▸ RECORD SET:
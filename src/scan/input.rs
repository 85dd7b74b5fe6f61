//! Scan input: camera scanning with a manual-entry fallback.
//!
//! DESIGN
//! ======
//! `ScanInput` owns at most one live engine. Engine callbacks only enqueue
//! events tagged with the engine instance id; `pump`/`next_event` apply them
//! through the named transitions below, so every state change happens on
//! the owner's task. Events from an engine that has since been released are
//! dropped by id.
//!
//! States: `Initializing -> Scanning -> (Error | ManualEntry)`, with a
//! decode success resetting to `Initializing` after the handler runs.
//!
//! ERROR HANDLING
//! ==============
//! Construction failures and camera-unavailable decode errors become the
//! `Error` state; both are recoverable via `retry` or `enter_manual`. Other
//! decode errors are noise and only logged. Release failures are logged and
//! never surfaced.

#[cfg(test)]
#[path = "input_test.rs"]
mod input_test;

use std::sync::{Arc, Mutex, MutexGuard, PoisonError};
use std::time::Duration;

use tokio::sync::mpsc;
use tokio::task::JoinHandle;
use uuid::Uuid;

use super::engine::{ScanCallbacks, ScanConfig, ScanEngine, ScanEngineFactory, ScanHandler, is_camera_unavailable};

/// How long the manual-entry success indicator stays visible.
pub const SUCCESS_DISPLAY: Duration = Duration::from_secs(3);

pub const CAMERA_ACCESS_MESSAGE: &str =
    "Camera access error: The camera may be in use by another application or there might be a hardware issue.";
pub const EMPTY_INPUT_MESSAGE: &str = "Please enter an ID number";

/// Which affordance the scan input is presenting.
#[derive(Clone, Debug, Default, PartialEq, Eq)]
pub enum ScannerState {
    #[default]
    Initializing,
    Scanning,
    Error(String),
    ManualEntry,
}

/// Snapshot of everything the scan UI renders.
#[derive(Clone, Debug, Default, PartialEq, Eq)]
pub struct ScanView {
    pub state: ScannerState,
    pub manual_code: String,
    pub is_submitting: bool,
    pub submit_success: bool,
    /// Validation or submission error shown above the manual form.
    pub inline_error: Option<String>,
}

impl ScanView {
    #[must_use]
    pub fn show_spinner(&self) -> bool {
        self.state == ScannerState::Initializing
    }

    #[must_use]
    pub fn show_scan_hint(&self) -> bool {
        self.state == ScannerState::Scanning
    }

    /// The "enter ID manually" link is offered while the camera path is active.
    #[must_use]
    pub fn show_manual_link(&self) -> bool {
        matches!(self.state, ScannerState::Initializing | ScannerState::Scanning)
    }

    #[must_use]
    pub fn manual_form_visible(&self) -> bool {
        matches!(self.state, ScannerState::Error(_) | ScannerState::ManualEntry)
    }

    #[must_use]
    pub fn error_message(&self) -> Option<&str> {
        match &self.state {
            ScannerState::Error(message) => Some(message),
            _ => self.inline_error.as_deref(),
        }
    }

    #[must_use]
    pub fn submit_label(&self) -> &'static str {
        if self.is_submitting { "Submitting..." } else { "Submit" }
    }
}

#[derive(Debug)]
enum EngineEvent {
    Decoded(String),
    DecodeError(String),
}

struct LiveEngine {
    id: Uuid,
    engine: Box<dyn ScanEngine>,
}

pub struct ScanInput {
    factory: Arc<dyn ScanEngineFactory>,
    handler: Arc<dyn ScanHandler>,
    config: ScanConfig,
    engine: Option<LiveEngine>,
    events_tx: mpsc::UnboundedSender<(Uuid, EngineEvent)>,
    events_rx: mpsc::UnboundedReceiver<(Uuid, EngineEvent)>,
    view: Arc<Mutex<ScanView>>,
    success_timer: Option<JoinHandle<()>>,
}

impl ScanInput {
    #[must_use]
    pub fn new(factory: Arc<dyn ScanEngineFactory>, handler: Arc<dyn ScanHandler>, config: ScanConfig) -> Self {
        let (events_tx, events_rx) = mpsc::unbounded_channel();
        Self {
            factory,
            handler,
            config,
            engine: None,
            events_tx,
            events_rx,
            view: Arc::new(Mutex::new(ScanView::default())),
            success_timer: None,
        }
    }

    #[must_use]
    pub fn view(&self) -> ScanView {
        lock(&self.view).clone()
    }

    #[must_use]
    pub fn state(&self) -> ScannerState {
        lock(&self.view).state.clone()
    }

    /// Id of the live engine instance, if any.
    #[must_use]
    pub fn engine_id(&self) -> Option<Uuid> {
        self.engine.as_ref().map(|live| live.id)
    }

    // =========================================================================
    // CAMERA PATH
    // =========================================================================

    /// Construct and start a fresh engine, releasing any previous one first.
    pub async fn initialize(&mut self) -> ScannerState {
        self.release_engine().await;
        self.set_state(ScannerState::Initializing);

        let mut engine = match self.factory.create(&self.config) {
            Ok(engine) => engine,
            Err(e) => {
                tracing::error!(error = %e, "scanner initialization failed");
                return self.fail_initialization(&e.to_string());
            }
        };

        let id = Uuid::new_v4();
        if let Err(e) = engine.start(self.callbacks_for(id)).await {
            tracing::error!(engine_id = %id, error = %e, "scanner start failed");
            if let Err(stop_err) = engine.stop().await {
                tracing::error!(engine_id = %id, error = %stop_err, "failed to clear scanner");
            }
            return self.fail_initialization(&e.to_string());
        }

        tracing::debug!(engine_id = %id, "scanner started");
        self.engine = Some(LiveEngine { id, engine });
        self.set_state(ScannerState::Scanning);
        ScannerState::Scanning
    }

    /// Decode success: release the engine, hand the payload to the handler
    /// once, and reset. Returns `false` when not scanning.
    pub async fn on_decode_success(&mut self, payload: String) -> bool {
        if self.state() != ScannerState::Scanning {
            tracing::debug!("decode result ignored outside scanning");
            return false;
        }
        tracing::info!(%payload, "QR code scanned");
        self.release_engine().await;

        if let Err(e) = self.handler.on_scan(payload).await {
            tracing::error!(error = %e, "scan handler failed");
            lock(&self.view).inline_error = Some(record_failed_message(&e.to_string()));
        }
        self.set_state(ScannerState::Initializing);
        true
    }

    /// Decode error: camera-unavailable errors surface, anything else is noise.
    pub fn on_decode_error(&mut self, message: &str) {
        if self.state() != ScannerState::Scanning {
            return;
        }
        if is_camera_unavailable(message) {
            tracing::warn!(%message, "camera unavailable");
            self.set_state(ScannerState::Error(CAMERA_ACCESS_MESSAGE.to_owned()));
        } else {
            tracing::debug!(%message, "QR code scan error");
        }
    }

    /// Full reload of the scanning session.
    pub async fn retry(&mut self) -> ScannerState {
        lock(&self.view).inline_error = None;
        self.initialize().await
    }

    /// Apply every queued engine event. Returns the last payload delivered to
    /// the handler, if any.
    pub async fn pump(&mut self) -> Option<String> {
        let mut delivered = None;
        while let Ok((id, event)) = self.events_rx.try_recv() {
            if let Some(payload) = self.apply(id, event).await {
                delivered = Some(payload);
            }
        }
        delivered
    }

    /// Wait for the next engine event and apply it. Pending forever when no
    /// engine is live, so callers should race it against their own events.
    pub async fn next_event(&mut self) -> Option<String> {
        let (id, event) = self.events_rx.recv().await?;
        self.apply(id, event).await
    }

    async fn apply(&mut self, id: Uuid, event: EngineEvent) -> Option<String> {
        if self.engine_id() != Some(id) {
            tracing::debug!(engine_id = %id, ?event, "event from released engine dropped");
            return None;
        }
        match event {
            EngineEvent::Decoded(payload) => {
                let delivered = payload.clone();
                self.on_decode_success(payload).await.then_some(delivered)
            }
            EngineEvent::DecodeError(message) => {
                self.on_decode_error(&message);
                None
            }
        }
    }

    // =========================================================================
    // MANUAL PATH
    // =========================================================================

    /// Switch to manual entry. The camera is released while the form is active.
    pub async fn enter_manual(&mut self) {
        self.release_engine().await;
        self.set_state(ScannerState::ManualEntry);
    }

    pub fn set_manual_code(&mut self, code: &str) {
        lock(&self.view).manual_code = code.to_owned();
    }

    /// Dismiss the visible error. A live camera resumes scanning; otherwise
    /// the manual form stays up.
    pub fn dismiss_error(&mut self) {
        let live = self.engine.is_some();
        let mut view = lock(&self.view);
        view.inline_error = None;
        if matches!(view.state, ScannerState::Error(_)) {
            view.state = if live { ScannerState::Scanning } else { ScannerState::ManualEntry };
        }
    }

    /// Submit the manual code. Returns `true` when the handler accepted it.
    pub async fn submit_manual(&mut self) -> bool {
        {
            let view = lock(&self.view);
            if !view.manual_form_visible() || view.is_submitting {
                return false;
            }
        }

        // Submitting from the error fallback commits to manual entry, so the
        // form's own messages replace the scanner error.
        if matches!(self.state(), ScannerState::Error(_)) {
            self.enter_manual().await;
        }

        let code = {
            let mut view = lock(&self.view);
            let code = view.manual_code.trim().to_owned();
            if code.is_empty() {
                view.inline_error = Some(EMPTY_INPUT_MESSAGE.to_owned());
                return false;
            }
            code
        };

        {
            let mut view = lock(&self.view);
            view.is_submitting = true;
            view.inline_error = None;
        }

        tracing::info!(%code, "manual code submitted");
        let result = self.handler.on_scan(code).await;

        let accepted = {
            let mut view = lock(&self.view);
            view.is_submitting = false;
            match result {
                Ok(()) => {
                    view.submit_success = true;
                    view.manual_code.clear();
                    true
                }
                Err(e) => {
                    tracing::error!(error = %e, "manual submission failed");
                    view.inline_error = Some(record_failed_message(&e.to_string()));
                    false
                }
            }
        };
        if accepted {
            self.schedule_success_clear();
        }
        accepted
    }

    // =========================================================================
    // TEARDOWN
    // =========================================================================

    /// Release the engine and stop the success timer. Safe to call repeatedly.
    pub async fn teardown(&mut self) {
        if let Some(timer) = self.success_timer.take() {
            timer.abort();
        }
        self.release_engine().await;
    }

    async fn release_engine(&mut self) {
        let Some(mut live) = self.engine.take() else {
            return;
        };
        if let Err(e) = live.engine.stop().await {
            tracing::error!(engine_id = %live.id, error = %e, "failed to clear scanner");
        }
    }

    fn schedule_success_clear(&mut self) {
        if let Some(previous) = self.success_timer.take() {
            previous.abort();
        }
        let view = Arc::clone(&self.view);
        self.success_timer = Some(tokio::spawn(async move {
            tokio::time::sleep(SUCCESS_DISPLAY).await;
            lock(&view).submit_success = false;
        }));
    }

    fn callbacks_for(&self, id: Uuid) -> ScanCallbacks {
        let success_tx = self.events_tx.clone();
        let error_tx = self.events_tx.clone();
        ScanCallbacks::new(
            move |payload| {
                let _ = success_tx.send((id, EngineEvent::Decoded(payload)));
            },
            move |message| {
                let _ = error_tx.send((id, EngineEvent::DecodeError(message)));
            },
        )
    }

    fn fail_initialization(&mut self, reason: &str) -> ScannerState {
        let state = ScannerState::Error(format!("Failed to initialize scanner: {reason}"));
        self.set_state(state.clone());
        state
    }

    fn set_state(&self, state: ScannerState) {
        lock(&self.view).state = state;
    }
}

impl Drop for ScanInput {
    fn drop(&mut self) {
        if let Some(timer) = self.success_timer.take() {
            timer.abort();
        }
        let Some(mut live) = self.engine.take() else {
            return;
        };
        match tokio::runtime::Handle::try_current() {
            Ok(handle) => {
                handle.spawn(async move {
                    if let Err(e) = live.engine.stop().await {
                        tracing::error!(engine_id = %live.id, error = %e, "failed to clear scanner");
                    }
                });
            }
            Err(_) => tracing::error!(engine_id = %live.id, "scanner dropped outside a runtime; camera not released"),
        }
    }
}

fn record_failed_message(reason: &str) -> String {
    let reason = if reason.is_empty() { "Unknown error" } else { reason };
    format!("Failed to record attendance: {reason}")
}

fn lock(view: &Mutex<ScanView>) -> MutexGuard<'_, ScanView> {
    view.lock().unwrap_or_else(PoisonError::into_inner)
}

▸ WHAT YOU HAVE TO DO: Each line of the entries above that includes "EngineEvent" counts once; state how many such lines there are, with the number as the only answer.

▸ TASK RESPONSE: 8